Böbrek tümörleri genellikle başka bir sebeple yapılan ultrason veya tomografi ile saptanır. Hastaların erken evrelerde herhangi bir şikayeti yoktur. Hastalık ilerledikçe bazı şikayetlere sebep olurlar:
- İdrarda kanama (gözle görülen veya idrar tahlili ile saptanan)
- Karında şişkinlik
- İştahsızlık- halsizlik-kilo kaybı
- Yan ağrısı
- Kansızlık, solukluk
- Bacaklarda şişme
Şikayetlerinin araştırılması sırasında veya tesadüfen ultrason çektirip böbrekte kitle saptanan hastalarda daha detaylı incelemeler yapmak gerekir. Bu amaçla MR (manyetik rezonans görüntüleme) veya ilaçlı tomografi (kontrastlı BT) çekilir. Böbrek tümörü olanlarda sıçrama olasılığından dolayı akciğer (toraks) tomografisi de çekilir. Bu görüntüle yöntemleri ile kitlenin boyutu, yerleşim yeri, ana damarlar ve idrar kanalları ile ilişkisi, başka bir yere veya komşu organlara (dalak, karaciğer, pankreas, böbrek üstü bezi veya lenf bezleri) yayılıp yayılmadığı ve kitlenin yapısı hakkında bilgi edinilir. Evreleme yine görüntüle yöntemleri ile yapılır. Kitlenin iyi veya kötü huylu ayrımını kesin yapamaz. Kemik ağrıları veya nörolojik yakınmaları olanlarda kemik taraması veya beyin filmleri çekilir.
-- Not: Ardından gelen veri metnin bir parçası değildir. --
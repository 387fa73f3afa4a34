use crate::constants::*;
use crate::curl::CurlVariant;
use crate::flow::FlowParams;

/// Everything the scene builder and driver read at construction time.
///
/// Front-ends normally take `SketchConfig::default()`; tests pin `seed` for
/// deterministic geometry.
#[derive(Clone, Debug)]
pub struct SketchConfig {
    /// `None` draws a fresh seed from the OS on every construction.
    pub seed: Option<u64>,
    pub tube_count: usize,
    pub seed_spread: f32,
    pub flow: FlowParams,
    pub tube_radius: f32,
    pub tubular_segments: usize,
    pub radial_segments: usize,
    pub max_pixel_ratio: f64,
    pub clear_color: [f64; 4],
}

impl Default for SketchConfig {
    fn default() -> Self {
        Self {
            seed: None,
            tube_count: TUBE_COUNT,
            seed_spread: SEED_SPREAD,
            flow: FlowParams::default(),
            tube_radius: TUBE_RADIUS,
            tubular_segments: TUBE_TUBULAR_SEGMENTS,
            radial_segments: TUBE_RADIAL_SEGMENTS,
            max_pixel_ratio: MAX_PIXEL_RATIO,
            clear_color: CLEAR_COLOR,
        }
    }
}

impl SketchConfig {
    pub fn with_seed(mut self, seed: u64) -> Self {
        self.seed = Some(seed);
        self
    }

    pub fn with_curl_variant(mut self, variant: CurlVariant) -> Self {
        self.flow.variant = variant;
        self
    }

    /// Device pixel ratio after applying the cap.
    pub fn pixel_ratio(&self, device_pixel_ratio: f64) -> f64 {
        if device_pixel_ratio > 0.0 {
            device_pixel_ratio.min(self.max_pixel_ratio)
        } else {
            1.0
        }
    }
}
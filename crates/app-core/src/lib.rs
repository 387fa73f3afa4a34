pub mod camera;
pub mod config;
pub mod constants;
pub mod controls;
pub mod curl;
pub mod field;
pub mod flow;
pub mod geometry;
pub mod light;
pub mod raycast;
pub mod scene;
pub mod sketch;
pub mod spline;

#[cfg(feature = "gpu")]
pub mod error;
#[cfg(feature = "gpu")]
pub mod gpu;

// Shaders bundled as string constants
pub static MAIN_WGSL: &str = include_str!("../shaders/main.wgsl");
pub static TUBES_WGSL: &str = include_str!("../shaders/tubes.wgsl");
pub static BASIC_WGSL: &str = include_str!("../shaders/basic.wgsl");

pub use camera::*;
pub use config::*;
pub use constants::*;
pub use curl::{curl, curl_with, CurlVariant};
pub use field::NoiseField;
pub use flow::{FlowCurve, FlowParams};
pub use light::ElasticLight;
pub use scene::*;
pub use sketch::*;

#[cfg(feature = "gpu")]
pub use error::GpuError;
#[cfg(feature = "gpu")]
pub use gpu::GpuRenderer;
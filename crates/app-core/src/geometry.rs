//! Indexed triangle meshes for the tubes, the light marker and the raycast plane.

use crate::spline::CatmullRomCurve;
use glam::{DVec3, Vec3};
use std::f64::consts::PI;

#[repr(C)]
#[derive(Copy, Clone, Debug, Default, PartialEq, bytemuck::Pod, bytemuck::Zeroable)]
pub struct Vertex {
    pub position: [f32; 3],
    pub normal: [f32; 3],
    pub uv: [f32; 2],
}

impl Vertex {
    fn new(position: Vec3, normal: Vec3, uv: [f32; 2]) -> Self {
        Self {
            position: position.to_array(),
            normal: normal.to_array(),
            uv,
        }
    }
}

/// Counter-clockwise indexed triangle list.
#[derive(Clone, Debug, Default)]
pub struct MeshData {
    pub vertices: Vec<Vertex>,
    pub indices: Vec<u32>,
}

impl MeshData {
    pub fn triangle_count(&self) -> usize {
        self.indices.len() / 3
    }

    /// Append `other`, rebasing its indices.
    pub fn extend_from(&mut self, other: &MeshData) {
        let base = self.vertices.len() as u32;
        self.vertices.extend_from_slice(&other.vertices);
        self.indices.extend(other.indices.iter().map(|i| i + base));
    }

    fn push_quad(&mut self, a: u32, b: u32, c: u32, d: u32) {
        self.indices.extend_from_slice(&[a, b, d, b, c, d]);
    }
}

/// Sweep a circle of `radius` along `path` (open ends, no caps).
///
/// Produces `(tubular_segments + 1) * (radial_segments + 1)` vertices; the seam
/// column is duplicated so uvs wrap cleanly.
pub fn tube(
    path: &CatmullRomCurve,
    tubular_segments: usize,
    radius: f32,
    radial_segments: usize,
) -> MeshData {
    let frames = path.frenet_frames(tubular_segments);
    let ring = radial_segments + 1;
    let mut mesh = MeshData {
        vertices: Vec::with_capacity((tubular_segments + 1) * ring),
        indices: Vec::with_capacity(tubular_segments * radial_segments * 6),
    };

    for i in 0..=tubular_segments {
        let u = i as f64 / tubular_segments as f64;
        let p = path.point_at(u);
        let n = frames.normals[i];
        let b = frames.binormals[i];
        for j in 0..=radial_segments {
            let v = j as f64 / radial_segments as f64 * PI * 2.0;
            let sin = v.sin();
            let cos = -v.cos();
            let normal: DVec3 = (n * cos + b * sin).normalize_or_zero();
            let position = p + normal * radius as f64;
            mesh.vertices.push(Vertex::new(
                position.as_vec3(),
                normal.as_vec3(),
                [u as f32, j as f32 / radial_segments as f32],
            ));
        }
    }

    let ring = ring as u32;
    for j in 1..=tubular_segments as u32 {
        for i in 1..=radial_segments as u32 {
            let a = ring * (j - 1) + (i - 1);
            let b = ring * j + (i - 1);
            let c = ring * j + i;
            let d = ring * (j - 1) + i;
            mesh.push_quad(a, b, c, d);
        }
    }
    mesh
}

/// UV sphere centred at the origin. Degenerate pole triangles are skipped.
pub fn sphere(radius: f32, width_segments: usize, height_segments: usize) -> MeshData {
    let width_segments = width_segments.max(3);
    let height_segments = height_segments.max(2);
    let mut mesh = MeshData::default();
    let mut grid = Vec::with_capacity(height_segments + 1);
    let r = radius as f64;

    for iy in 0..=height_segments {
        let v = iy as f64 / height_segments as f64;
        let u_offset = if iy == 0 {
            0.5 / width_segments as f64
        } else if iy == height_segments {
            -0.5 / width_segments as f64
        } else {
            0.0
        };
        let mut row = Vec::with_capacity(width_segments + 1);
        for ix in 0..=width_segments {
            let u = ix as f64 / width_segments as f64;
            let phi = u * PI * 2.0;
            let theta = v * PI;
            let p = DVec3::new(
                -r * phi.cos() * theta.sin(),
                r * theta.cos(),
                r * phi.sin() * theta.sin(),
            );
            row.push(mesh.vertices.len() as u32);
            mesh.vertices.push(Vertex::new(
                p.as_vec3(),
                p.normalize_or_zero().as_vec3(),
                [(u + u_offset) as f32, (1.0 - v) as f32],
            ));
        }
        grid.push(row);
    }

    for iy in 0..height_segments {
        for ix in 0..width_segments {
            let a = grid[iy][ix + 1];
            let b = grid[iy][ix];
            let c = grid[iy + 1][ix];
            let d = grid[iy + 1][ix + 1];
            if iy != 0 {
                mesh.indices.extend_from_slice(&[a, b, d]);
            }
            if iy != height_segments - 1 {
                mesh.indices.extend_from_slice(&[b, c, d]);
            }
        }
    }
    mesh
}

/// Single quad on z = 0 facing +z.
pub fn plane(width: f32, height: f32) -> MeshData {
    let (hw, hh) = (width * 0.5, height * 0.5);
    let n = Vec3::Z;
    MeshData {
        vertices: vec![
            Vertex::new(Vec3::new(-hw, hh, 0.0), n, [0.0, 1.0]),
            Vertex::new(Vec3::new(hw, hh, 0.0), n, [1.0, 1.0]),
            Vertex::new(Vec3::new(-hw, -hh, 0.0), n, [0.0, 0.0]),
            Vertex::new(Vec3::new(hw, -hh, 0.0), n, [1.0, 0.0]),
        ],
        indices: vec![0, 2, 1, 2, 3, 1],
    }
}
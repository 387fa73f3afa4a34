use crate::constants::{LIGHT_DAMPING, LIGHT_STIFFNESS};
use glam::Vec2;

/// Spring-damped follower for the pointer-driven light.
///
/// One `step` per animation frame; the filter is not normalised to frame
/// time, so it runs faster on high-refresh displays.
#[derive(Clone, Copy, Debug, Default)]
pub struct ElasticLight {
    target: Vec2,
    position: Vec2,
    velocity: Vec2,
}

impl ElasticLight {
    pub fn target(&self) -> Vec2 {
        self.target
    }

    pub fn position(&self) -> Vec2 {
        self.position
    }

    pub fn velocity(&self) -> Vec2 {
        self.velocity
    }

    /// Overwrite the raw target. Whole-vector assignment, never partial.
    pub fn set_target(&mut self, target: Vec2) {
        self.target = target;
    }

    pub fn step(&mut self) -> Vec2 {
        let pull = (self.target - self.position) * LIGHT_STIFFNESS;
        self.velocity += pull;
        self.velocity *= LIGHT_DAMPING;
        self.position += self.velocity;
        self.position
    }
}
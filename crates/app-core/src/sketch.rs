//! Frame driver: owns the scenes, camera, light follower and frame clock, and
//! decides what each animation frame renders.
//!
//! The driver never talks to a window or a GPU directly. Front-ends hand it a
//! [`RenderBackend`] (wgpu in practice, a recorder in tests) and a
//! [`FrameScheduler`] (requestAnimationFrame or `Window::request_redraw`).

use crate::camera::{pixel_to_ndc, Camera};
use crate::config::SketchConfig;
use crate::controls::OrbitControls;
use crate::light::ElasticLight;
use crate::scene::{SceneLayer, SceneSet};
use glam::{Vec2, Vec3};

/// One step of the per-frame composite.
#[derive(Clone, Copy, Debug, PartialEq, Eq)]
pub enum RenderCommand {
    /// Clear colour and depth.
    Clear,
    /// Clear depth only; colour from earlier passes is kept.
    ClearDepth,
    Render(SceneLayer),
}

/// Raycast plane first, then a depth clear so it can never occlude the tubes,
/// then the main scene as the visible top layer.
pub const FRAME_COMMANDS: [RenderCommand; 4] = [
    RenderCommand::Clear,
    RenderCommand::Render(SceneLayer::Raycast),
    RenderCommand::ClearDepth,
    RenderCommand::Render(SceneLayer::Main),
];

/// Everything a backend needs to draw one frame.
pub struct Frame<'a> {
    pub commands: &'a [RenderCommand],
    pub scenes: &'a SceneSet,
    pub camera: &'a Camera,
}

pub trait RenderBackend {
    type Error: std::fmt::Display;

    /// Receive the immutable geometry once, right after the scenes are built.
    fn upload(&mut self, scenes: &SceneSet);
    /// Output size in physical pixels, never zero.
    fn set_size(&mut self, width: u32, height: u32);
    fn draw(&mut self, frame: &Frame<'_>) -> Result<(), Self::Error>;
}

/// Host-side per-frame callback mechanism.
pub trait FrameScheduler {
    fn request_frame(&mut self);
    fn cancel_frame(&mut self);
}

#[derive(Clone, Copy, Debug, PartialEq, Eq)]
pub enum PlayState {
    Playing,
    Stopped,
}

/// Frame counter fed to the shaders as `uTime`. One unit per rendered frame.
#[derive(Clone, Copy, Debug, Default)]
pub struct FrameClock {
    frames: f64,
}

impl FrameClock {
    pub fn tick(&mut self) -> f64 {
        self.frames += 1.0;
        self.frames
    }

    pub fn frames(&self) -> f64 {
        self.frames
    }
}

/// Container size in CSS/logical pixels plus the (capped) device pixel ratio.
#[derive(Clone, Copy, Debug, PartialEq)]
pub struct Viewport {
    pub width: f32,
    pub height: f32,
    pub pixel_ratio: f64,
}

impl Viewport {
    pub fn new(width: f32, height: f32, pixel_ratio: f64) -> Self {
        Self {
            width: width.max(0.0),
            height: height.max(0.0),
            pixel_ratio,
        }
    }

    /// Backing-store size; each side is at least one pixel.
    pub fn physical_size(&self) -> (u32, u32) {
        let w = (self.width as f64 * self.pixel_ratio).round() as u32;
        let h = (self.height as f64 * self.pixel_ratio).round() as u32;
        (w.max(1), h.max(1))
    }
}

pub struct Sketch<B: RenderBackend> {
    backend: B,
    scenes: SceneSet,
    camera: Camera,
    controls: OrbitControls,
    light: ElasticLight,
    clock: FrameClock,
    state: PlayState,
    viewport: Viewport,
    frame_pending: bool,
    disposed: bool,
    render_error: Option<B::Error>,
}

impl<B: RenderBackend> Sketch<B> {
    /// Build the scenes, upload them and size the output. Starts `Playing`;
    /// call [`Sketch::start`] to request the first frame.
    pub fn new(config: &SketchConfig, viewport: Viewport, mut backend: B) -> Self {
        let scenes = SceneSet::build(config);
        backend.upload(&scenes);

        let mut camera = Camera::default();
        camera.set_viewport(viewport.width, viewport.height);
        let (w, h) = viewport.physical_size();
        backend.set_size(w, h);

        Self {
            backend,
            scenes,
            camera,
            controls: OrbitControls::default(),
            light: ElasticLight::default(),
            clock: FrameClock::default(),
            state: PlayState::Playing,
            viewport,
            frame_pending: false,
            disposed: false,
            render_error: None,
        }
    }

    pub fn start(&mut self, scheduler: &mut impl FrameScheduler) {
        self.request_frame(scheduler);
    }

    /// Body of the animation-frame callback. Returns whether a frame was drawn.
    pub fn on_animation_frame(&mut self, scheduler: &mut impl FrameScheduler) -> bool {
        self.frame_pending = false;
        if self.state == PlayState::Stopped || self.disposed {
            return false;
        }
        self.render_frame();
        self.request_frame(scheduler);
        true
    }

    /// Pause. The pending callback, if any, becomes a no-op.
    pub fn stop(&mut self) {
        if self.state == PlayState::Playing {
            self.state = PlayState::Stopped;
            log::info!("[loop] stopped at frame {}", self.clock.frames());
        }
    }

    /// Resume and draw one frame right away. No-op while already playing.
    pub fn play(&mut self, scheduler: &mut impl FrameScheduler) {
        if self.state == PlayState::Playing || self.disposed {
            return;
        }
        self.state = PlayState::Playing;
        log::info!("[loop] playing from frame {}", self.clock.frames());
        self.render_frame();
        self.request_frame(scheduler);
    }

    /// Cancel the pending frame and refuse to render again.
    pub fn dispose(&mut self, scheduler: &mut impl FrameScheduler) {
        if self.disposed {
            return;
        }
        if self.frame_pending {
            scheduler.cancel_frame();
            self.frame_pending = false;
        }
        self.state = PlayState::Stopped;
        self.disposed = true;
        log::info!("[loop] disposed after {} frames", self.clock.frames());
    }

    /// Pointer moved to `px` (container pixels). Returns the plane hit, if any.
    ///
    /// On a miss the light target and marker keep their previous values.
    pub fn pointer_move(&mut self, px: Vec2) -> Option<Vec3> {
        if self.controls.is_dragging() {
            self.controls
                .drag_to(&mut self.camera, px, self.viewport.height);
        }
        let ndc = pixel_to_ndc(px, self.viewport.width, self.viewport.height);
        let ray = self.camera.ray_from_ndc(ndc);
        let hit = self.scenes.plane.intersect(&ray)?;
        self.light.set_target(hit.truncate());
        self.scenes.set_marker_position(hit);
        Some(hit)
    }

    pub fn pointer_down(&mut self, px: Vec2) {
        self.controls.begin_drag(px);
    }

    pub fn pointer_up(&mut self) {
        self.controls.end_drag();
    }

    pub fn wheel(&mut self, delta_y: f32) {
        self.controls.wheel(&mut self.camera, delta_y);
    }

    pub fn resize(&mut self, viewport: Viewport) {
        self.viewport = viewport;
        self.camera.set_viewport(viewport.width, viewport.height);
        let (w, h) = viewport.physical_size();
        self.backend.set_size(w, h);
        log::info!(
            "[resize] {}x{} css, {}x{} px",
            viewport.width,
            viewport.height,
            w,
            h
        );
    }

    pub fn state(&self) -> PlayState {
        self.state
    }

    pub fn is_disposed(&self) -> bool {
        self.disposed
    }

    pub fn frame_count(&self) -> f64 {
        self.clock.frames()
    }

    pub fn light(&self) -> &ElasticLight {
        &self.light
    }

    pub fn scenes(&self) -> &SceneSet {
        &self.scenes
    }

    pub fn camera(&self) -> &Camera {
        &self.camera
    }

    pub fn viewport(&self) -> Viewport {
        self.viewport
    }

    /// Most recent failed draw since the last call. The loop keeps running;
    /// shells decide whether an error is fatal.
    pub fn take_render_error(&mut self) -> Option<B::Error> {
        self.render_error.take()
    }

    pub fn backend(&self) -> &B {
        &self.backend
    }

    pub fn backend_mut(&mut self) -> &mut B {
        &mut self.backend
    }

    fn request_frame(&mut self, scheduler: &mut impl FrameScheduler) {
        if !self.frame_pending {
            scheduler.request_frame();
            self.frame_pending = true;
        }
    }

    fn render_frame(&mut self) {
        let smoothed = self.light.step();
        let mut marker = self.scenes.marker_position();
        marker.x = smoothed.x;
        marker.y = smoothed.y;
        self.scenes.set_marker_position(marker);
        self.scenes.materials.set_light(marker);

        let time = self.clock.tick();
        self.scenes.materials.set_time(time as f32);

        let frame = Frame {
            commands: &FRAME_COMMANDS,
            scenes: &self.scenes,
            camera: &self.camera,
        };
        if let Err(e) = self.backend.draw(&frame) {
            log::error!("[loop] render error: {}", e);
            self.render_error = Some(e);
        }
    }
}

#[cfg(test)]
mod tests {
    use super::*;

    #[test]
    fn physical_size_never_zero() {
        assert_eq!(Viewport::new(0.0, 0.0, 2.0).physical_size(), (1, 1));
        assert_eq!(Viewport::new(800.0, 600.0, 2.0).physical_size(), (1600, 1200));
        assert_eq!(Viewport::new(-5.0, 10.0, 1.0).physical_size(), (1, 10));
    }

    #[test]
    fn clock_counts_whole_frames() {
        let mut c = FrameClock::default();
        assert_eq!(c.tick(), 1.0);
        assert_eq!(c.tick(), 2.0);
        assert_eq!(c.frames(), 2.0);
    }

    #[test]
    fn composite_order() {
        assert_eq!(FRAME_COMMANDS[0], RenderCommand::Clear);
        assert_eq!(FRAME_COMMANDS[3], RenderCommand::Render(SceneLayer::Main));
        let raycast = FRAME_COMMANDS
            .iter()
            .position(|c| *c == RenderCommand::Render(SceneLayer::Raycast));
        let depth = FRAME_COMMANDS
            .iter()
            .position(|c| *c == RenderCommand::ClearDepth);
        assert!(raycast < depth);
    }
}
use crate::dom;
use crate::frame::FrameContext;
use crate::input;
use glam::Vec2;
use std::cell::RefCell;
use std::rc::{Rc, Weak};
use wasm_bindgen::closure::Closure;
use wasm_bindgen::JsCast;
use web_sys as web;

struct Listener {
    target: web::EventTarget,
    kind: &'static str,
    closure: Closure<dyn FnMut(web::Event)>,
}

/// Registered DOM listeners. Kept (not `forget`-ed) so `dispose` can detach them.
#[derive(Default)]
pub struct InputWiring {
    listeners: Vec<Listener>,
}

impl InputWiring {
    fn listen<E, F>(&mut self, target: &web::EventTarget, kind: &'static str, mut handler: F)
    where
        E: JsCast + 'static,
        F: FnMut(E) + 'static,
    {
        let closure = Closure::wrap(Box::new(move |ev: web::Event| {
            if let Ok(ev) = ev.dyn_into::<E>() {
                handler(ev);
            }
        }) as Box<dyn FnMut(web::Event)>);
        if let Err(e) =
            target.add_event_listener_with_callback(kind, closure.as_ref().unchecked_ref())
        {
            log::error!("[input] failed to listen for {}: {:?}", kind, e);
            return;
        }
        self.listeners.push(Listener {
            target: target.clone(),
            kind,
            closure,
        });
    }

    pub fn detach(&mut self) {
        for l in self.listeners.drain(..) {
            let _ = l
                .target
                .remove_event_listener_with_callback(l.kind, l.closure.as_ref().unchecked_ref());
        }
    }
}

/// Run `f` on the context if it is still alive.
fn with_ctx(weak: &Weak<RefCell<FrameContext>>, f: impl FnOnce(&mut FrameContext)) {
    if let Some(ctx) = weak.upgrade() {
        f(&mut ctx.borrow_mut());
    }
}

fn local_px(ev: &web::MouseEvent, container: &web::HtmlElement) -> Vec2 {
    let rect = container.get_bounding_client_rect();
    input::client_to_local(
        Vec2::new(ev.client_x() as f32, ev.client_y() as f32),
        rect.left() as f32,
        rect.top() as f32,
    )
}

pub fn wire_input_handlers(frame_ctx: &Rc<RefCell<FrameContext>>) -> InputWiring {
    let mut wiring = InputWiring::default();
    let (canvas, container) = {
        let ctx = frame_ctx.borrow();
        (ctx.canvas.clone(), ctx.container.clone())
    };
    let Some(window) = web::window() else {
        log::error!("[input] no window; input disabled");
        return wiring;
    };
    let window_target: web::EventTarget = window.into();
    let canvas_target: web::EventTarget = canvas.clone().into();

    // resize: re-read the container, resize canvas and renderer
    {
        let weak = Rc::downgrade(frame_ctx);
        wiring.listen(&window_target, "resize", move |_: web::Event| {
            with_ctx(&weak, |ctx| {
                let viewport = dom::container_viewport(&ctx.container, &ctx.config);
                dom::sync_canvas_backing_size(&ctx.canvas, &viewport);
                ctx.sketch.resize(viewport);
            });
        });
    }

    // pointermove: orbit while dragging, raycast the plane for the light target
    {
        let weak = Rc::downgrade(frame_ctx);
        let container = container.clone();
        wiring.listen(&canvas_target, "pointermove", move |ev: web::PointerEvent| {
            let px = local_px(&ev, &container);
            with_ctx(&weak, |ctx| {
                if let Some(hit) = ctx.sketch.pointer_move(px) {
                    log::debug!("[input] light target {:.3},{:.3}", hit.x, hit.y);
                }
            });
        });
    }

    {
        let weak = Rc::downgrade(frame_ctx);
        let container = container.clone();
        let canvas = canvas.clone();
        wiring.listen(&canvas_target, "pointerdown", move |ev: web::PointerEvent| {
            if !input::is_orbit_button(ev.button()) {
                return;
            }
            let _ = canvas.set_pointer_capture(ev.pointer_id());
            let px = local_px(&ev, &container);
            with_ctx(&weak, |ctx| ctx.sketch.pointer_down(px));
        });
    }

    // released anywhere, including outside the canvas
    {
        let weak = Rc::downgrade(frame_ctx);
        wiring.listen(&window_target, "pointerup", move |_: web::PointerEvent| {
            with_ctx(&weak, |ctx| ctx.sketch.pointer_up());
        });
    }

    {
        let weak = Rc::downgrade(frame_ctx);
        let container = container.clone();
        wiring.listen(&canvas_target, "wheel", move |ev: web::WheelEvent| {
            ev.prevent_default();
            let dy = input::wheel_delta_px(
                ev.delta_y(),
                ev.delta_mode(),
                container.offset_height() as f32,
            );
            with_ctx(&weak, |ctx| ctx.sketch.wheel(dy));
        });
    }

    wiring
}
Görüntüleme yöntemlerinin haricinde bazı kan testleri tedaviye geçilmeden önce yapılır. Böbrek fonksiyonları mutlaka incelenir.
Böbrek tümörlerinin esas tedavisi cerrahidir. Tümörlü böbrek dokusunun çıkarılıp, sağlıklı-kansersiz böbrek dokusunun korunması temel prensiptir. Bu ameliyata parsiyel nefrektomi yani tümörlü böbrek dokusunun çıkarılması denir. Aşırı büyümüş, böbrek damarlarını tutmuş, böbrek içinde çok sayıda olan tümörlerde maalesef böbreğin etrafındaki yağlı doku ile beraber çıkarıldığı radikal nefrektomi ameliyatı yapıyoruz.
Parsiyel veya radikal nefrektomi ameliyatı açık veya kapalı (laparoskopik veya robotik) yöntemlerle yapılabilir. Laparoskopik veya robotik cerrahi açık cerrahiye göre daha kısa hastanede kalış süresi, daha az ağrı kesici kullanımı, daha çabuk işe ve sosyal hayata dönüş ve daha az yara izi gibi avantajları ile ön plana çıkmaktadır. Laparoskopik radikal nefrektomi şu an standart tedavi olarak kabul edilmektedir.
Cerrahiye uygun olmayan veya metastatik (uzak dokulara yayılmış) böbrek tümörlerinde kemoterapi uygulanabilmektedir.
Böbrek içindeki idrar yollarını döşeyen hücrelerden (değişici-transizyonel cell) köken alan tümörler toplayıcı sistem tümörleri (transizyonel hücreli karsinom) olarak adlandırılır. Bu tümörlerin tedavisinde böbrek, idrar kanalı (üreter) ve idrar kanalının mesane bağlantısı cerrahi olarak çıkarılır. Bu ameliyata radikal nefro-üreterektomi denir.